Em realce as proeminentes virtudes do Tio Girão e sua grandeza de  caráter e dignidade, valho-me de retalhos da sinopse de sua biografia inserida às fls. do livro “FAMILIA GIRÃO – HISTORIA E GENEALOGIA”:

“Girão Carneiro, agricultor e pecuarista, era bem o exemplo do proprietário-vaqueiro da fazenda, no Município de Morada Nova. Ali, o Girão da Jovem, como era conhecido, com a colaboração proverbial de sua esposa Vitar Carneiro, uma das poucas provas de que o nosso Deus fez o homem à sua própria semelhança, o casal Girão-Jovem, repito, educou os seus cinco filhos (Maria, Anézia, Luiz, Nilda e Eduilton), criou o seu gado, plantou seus roçados de algodão, milho e feijão e fez o seu queijo, indispensáveis à subsistência da família, estruturada, aliás, sob a égide do amor entre os pais, soube transmitir aos filhos os valores que esmaltam o caráter, como “o cumprimento da lei, retidão de comportamento, honestidade, confiança no trabalho e respeito estrito aos valores morais…”, como bem salientou o filho caçula, Dr. José Eduilton Girão, hoje, médico de renome em Fortaleza.

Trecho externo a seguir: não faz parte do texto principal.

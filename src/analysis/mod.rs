//! Exploratory analysis of building energy datasets

pub mod dataset;
pub mod plot;
pub mod stats;

pub use dataset::{Column, Frame};
pub use plot::{
    correlation_heatmap, correlation_matrix, count_plot, density_plot, distribution_plot,
    trend_plot,
};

Figura típica do “Herói do Sertão”, Girão jamais abandonou sua fazenda, enquanto viveu, nem mesmo nas épocas de ausência de chuva, quando a falta d’água e o sol causticante castigam o sertanejo e seus animais, especialmente o gado bovino. Como todo bom pecuarista, este querido membro da família Girão tratava as suas vacas como se fossem verdadeiros seres humanos – chegava até a conversar com elas e, quando porventura uma adoecia ou estava a parir, levantava-se alta hora da noite para cuidar da rês enferma ou necessitada de cuidados. O amor ao seu gado vacum era tanto que nem sequer permitia que ele participasse das vaquejadas, a fim de evitar-lhe os maus tratos”.

Nasceu daí desse meu salutar convívio temporal com o Tio Girão a minha infinda estima e admiração por ele. Cresceu em mim também forte relação de amizade e de afeto com todos da família. Grande é e será sempre a minha infinita gratidão por tudo que de bom recebi deles e de modo todo especial pelo muito que eles, Girão e Jovem, deixaram como exemplos de vida.

Estas, as minhas relembranças em homenagem à memória dos 50 anos da sua viagem ao Céu  chamado que fora por Deus.